In the same room is the firkin filling station. Nicknamed “Johnny Cask”, this is where all the cask conditioned ales are prepared. Below is a stack of empty firkins.

Josh showed us some other things including the original keg filling machine that Sam Calagione had bought from PBR back in the early days of the brewery. Apparently, the keg fillers had to wear giant trashbags and swim goggles and the machine did not fill kegs as much as shoot beer all over the place. Then Josh took us to the main system that controlled the fermentation tanks outsides. This maze of pipes took the unfermented wort from the kettles into the fermentation tanks.

Also in this room was the dry hopping machine. Called “OOOH…Miso Hoppy” this machine shoots pressurized hop pellets into the fermentation tanks.

Next we saw the bottling line. Before this line started up, the Dogfish Head bottling line was one of the largest employers in the city. But when the new, more efficient bottling line was put in, it only required two people to run. Instead of firing every one, they stayed on as “quality control.” It was not functioning when we came. But it looked pretty cool. Like a bottle roller coaster.

Around here is also the kegging line–a far cry from the original kegging line. This one actually puts beer in the kegs with very little waste. Also, we got to see “Sam’s Secret Stash,” a room filled with aging beer that Sam Calagione gives away to friends, colleagues and at pairing dinners.
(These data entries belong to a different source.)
//! Native browser dialogs (alert, confirm, prompt, beforeunload).
//!
//! Drivers route every dialog the page opens through a [`DialogLog`], which
//! decides the response from the session's [`DialogPolicy`] and records the
//! dialog so scenarios can inspect its message afterwards.

use serde::{Deserialize, Serialize};
use std::sync::{Arc, Mutex};

/// Type of browser dialog
#[derive(Debug, Clone, Copy, PartialEq, Eq, Serialize, Deserialize)]
pub enum DialogType {
    /// Alert dialog (OK button only)
    Alert,
    /// Confirm dialog (OK/Cancel buttons)
    Confirm,
    /// Prompt dialog (text input + OK/Cancel)
    Prompt,
    /// Before unload dialog (Leave/Stay buttons)
    BeforeUnload,
}

impl std::fmt::Display for DialogType {
    fn fmt(&self, f: &mut std::fmt::Formatter<'_>) -> std::fmt::Result {
        match self {
            Self::Alert => write!(f, "alert"),
            Self::Confirm => write!(f, "confirm"),
            Self::Prompt => write!(f, "prompt"),
            Self::BeforeUnload => write!(f, "beforeunload"),
        }
    }
}

impl DialogType {
    /// Parse the CDP dialog type name
    #[must_use]
    pub fn from_cdp(name: &str) -> Self {
        match name {
            "confirm" => Self::Confirm,
            "prompt" => Self::Prompt,
            "beforeunload" => Self::BeforeUnload,
            _ => Self::Alert,
        }
    }
}

/// Response given to a dialog
#[derive(Debug, Clone, Copy, PartialEq, Eq, Serialize, Deserialize)]
pub enum DialogAction {
    /// Dialog was accepted (OK/Yes/Leave)
    Accept,
    /// Dialog was dismissed (Cancel/No/Stay)
    Dismiss,
}

/// How a session answers dialogs
#[derive(Debug, Clone, Copy, Default, PartialEq, Eq, Serialize, Deserialize)]
pub enum DialogPolicy {
    /// Accept every dialog
    AcceptAll,
    /// Dismiss every dialog
    #[default]
    DismissAll,
}

impl DialogPolicy {
    /// Action this policy takes
    #[must_use]
    pub const fn action(self) -> DialogAction {
        match self {
            Self::AcceptAll => DialogAction::Accept,
            Self::DismissAll => DialogAction::Dismiss,
        }
    }
}

/// A dialog that was opened and answered
#[derive(Debug, Clone, PartialEq, Eq, Serialize, Deserialize)]
pub struct Dialog {
    /// Type of dialog
    pub dialog_type: DialogType,
    /// Message displayed in the dialog
    pub message: String,
    /// Action taken
    pub action: DialogAction,
}

impl Dialog {
    /// Whether the dialog was accepted
    #[must_use]
    pub fn accepted(&self) -> bool {
        self.action == DialogAction::Accept
    }
}

/// Shared record of the dialogs seen by one session
#[derive(Debug, Clone, Default)]
pub struct DialogLog {
    dialogs: Arc<Mutex<Vec<Dialog>>>,
    policy: Arc<Mutex<DialogPolicy>>,
}

impl DialogLog {
    /// Create an empty log that dismisses dialogs
    #[must_use]
    pub fn new() -> Self {
        Self::default()
    }

    /// Change how future dialogs are answered
    pub fn set_policy(&self, policy: DialogPolicy) {
        if let Ok(mut p) = self.policy.lock() {
            *p = policy;
        }
    }

    /// Current policy
    #[must_use]
    pub fn policy(&self) -> DialogPolicy {
        self.policy.lock().map(|p| *p).unwrap_or_default()
    }

    /// Answer an incoming dialog according to the policy and record it
    pub fn handle(&self, dialog_type: DialogType, message: impl Into<String>) -> Dialog {
        let dialog = Dialog {
            dialog_type,
            message: message.into(),
            action: self.policy().action(),
        };
        tracing::info!(
            dialog_type = %dialog.dialog_type,
            message = %dialog.message,
            action = ?dialog.action,
            "dialog handled"
        );
        if let Ok(mut dialogs) = self.dialogs.lock() {
            dialogs.push(dialog.clone());
        }
        dialog
    }

    /// Get all dialogs encountered
    #[must_use]
    pub fn dialogs(&self) -> Vec<Dialog> {
        self.dialogs.lock().map(|d| d.clone()).unwrap_or_default()
    }

    /// Get last dialog
    #[must_use]
    pub fn last_dialog(&self) -> Option<Dialog> {
        self.dialogs.lock().ok().and_then(|d| d.last().cloned())
    }
}

#[cfg(test)]
#[allow(clippy::unwrap_used)]
mod tests {
    use super::*;

    mod dialog_log_tests {
        use super::*;

        #[test]
        fn test_default_policy_dismisses() {
            let log = DialogLog::new();
            let dialog = log.handle(DialogType::Confirm, "Press OK to proceed!");
            assert_eq!(dialog.action, DialogAction::Dismiss);
            assert!(!dialog.accepted());
        }

        #[test]
        fn test_accept_all_policy() {
            let log = DialogLog::new();
            log.set_policy(DialogPolicy::AcceptAll);
            let dialog = log.handle(DialogType::Confirm, "Press OK to proceed!");
            assert!(dialog.accepted());
            assert_eq!(log.last_dialog().unwrap().message, "Press OK to proceed!");
        }

        #[test]
        fn test_clones_share_history() {
            let log = DialogLog::new();
            let other = log.clone();
            other.handle(DialogType::Alert, "hi");
            assert_eq!(log.dialogs().len(), 1);
        }

        #[test]
        fn test_from_cdp() {
            assert_eq!(DialogType::from_cdp("confirm"), DialogType::Confirm);
            assert_eq!(DialogType::from_cdp("beforeunload"), DialogType::BeforeUnload);
            assert_eq!(DialogType::from_cdp("alert"), DialogType::Alert);
            assert_eq!(DialogType::Prompt.to_string(), "prompt");
        }
    }
}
Those fermentation tanks outside are not the only ones Dogfish Head has. There is a labyrinth of tanks of various shapes and sizes that they use for smaller batch beers. And for when the big tanks just don’t cut it.

Finally, we got to see the “Dogfish Head Museum” we got to see the original Sir Hops-A-Lot, the bucket that Sam used to make the first 60 Minute IPA and the source of inspiration for Sofa King Hoppy. We also got to the original brewing system Sam used as a home brewer.

And if you were at all curious about those Dogfish Head grain-fed cows. I can tell you from experience, they are amazing! This one I got with applewood smoked bacon, cheddar cheese and onion rings made with 60 Minute IPA.